From a young age, Ashley Barriner-Byrd ’01 wanted to see the world. Her mother was a flight attendant and told her stories about traveling. When Ashley arrived at Milton Hershey School as an eight-year-old, she began taking advantage of the school’s opportunities such as foreign language classes and study abroad trips. When asked to describe the school in one word, she says it was “life-changing.”
During the summer between her sophomore and junior year of high school, Ashley studied abroad in Italy for six weeks. After graduation, she went to Tennessee State University and studied abroad again for a full year—six months in Spain and six months in Mexico.
Ashley’s love for international travel led her to a career fair where she learned about a graduate fellowship program through the State Department. Intrigued, she applied for the program and was accepted. She completed the graduate program at Penn State University, which prepared her for life as a U.S. diplomat through domestic and foreign internships.
“I wanted to work in travel—I just didn’t know this was an actual job,” Ashley said. “I don’t have family or friends in this kind of career. It was something I wanted to do but didn’t know how to do [before the fellowship program.]”

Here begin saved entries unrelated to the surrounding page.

//! Infrastructure primitives that sit underneath the schedules domain: time,
//! outbound dispatch, and the background worker loop.

pub mod clock;
pub mod dispatcher;
pub mod worker;

pub use clock::{Clock, SystemClock};
pub use dispatcher::Dispatcher;
pub use worker::Worker;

As a U.S. diplomat, Ashley spends most of her career overseas. Diplomats can work in various areas, including political, economic, management, public diplomacy, and consular. Ashley serves as a consular officer, and her main responsibility is American citizen services. When Americans become victims of crime overseas, or need passports and notaries, Ashley is the officer who assists them and makes sure they understand their rights.

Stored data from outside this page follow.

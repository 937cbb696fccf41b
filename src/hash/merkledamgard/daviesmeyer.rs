use super::CompressionFn;
use crate::hash::BlockEncrypt;

/// A step in the Davies-Meyer construction.
///
/// Defines how the previous hash state should be combined with the freshly
/// encrypted state. For SHA-1/SHA-2 this is modular addition of the
/// individual words; other Davies-Meyer hashes use XOR.
pub trait DaviesMeyerStep {
    type State;

    fn step(&self, prev: Self::State, new: Self::State) -> Self::State;
}

/// Builds a [`CompressionFn`] out of a block cipher and a
/// [`DaviesMeyerStep`], using the preimage block as the encryption key and
/// the running hash state as the plaintext: `state' = step(state,
/// encrypt(state, block))`.
#[derive(Debug)]
pub struct DaviesMeyer<Cip, Step> {
    cip: Cip,
    step: Step,
}

impl<Cip, Step> DaviesMeyer<Cip, Step> {
    pub fn new(cip: Cip, step: Step) -> Self {
        Self { cip, step }
    }
}

impl<Cip, Step> CompressionFn for DaviesMeyer<Cip, Step>
where
    Cip: BlockEncrypt<EncryptionBlock = Step::State>,
    Step: DaviesMeyerStep,
    Step::State: Clone,
{
    type State = Step::State;
    type Block = Cip::EncryptionKey;

    fn compress(&self, state: Self::State, block: Self::Block) -> Self::State {
        self.step.step(state.clone(), self.cip.encrypt(state, block))
    }
}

“It’s rewarding when you assist someone who has lost a passport, or a kid who has run away, and I’m able to help them get back to the U.S. and reunite them with their families,” she said.
Ashley travels to different countries for two or three-year tours. So far she has completed two overseas tours and one domestic tour, and her family travels along with her. As they make friends, learn about cultures, and immerse themselves in different languages, it’s an eye-opening experience every time.
Her advice for students who hope to pursue an international career?
“I would encourage them to really learn about international affairs beyond the scope of what they see on the news,” Ashley explained. “It’s really good to research why certain things are happening and understand the whole issue surrounding it. These are the things I deal with on a daily basis. You have to be able to discuss the topics that are happening internationally.”
She also encourages students to remain confident in their abilities and use their backgrounds to build empathetic connections.
“It can be intimidating in this career because a lot of people come from more privileged backgrounds. Don’t let that scare you off,” Ashley said. “Be confident. Sometimes our background is what helps us to be more empathetic and understanding on the job.”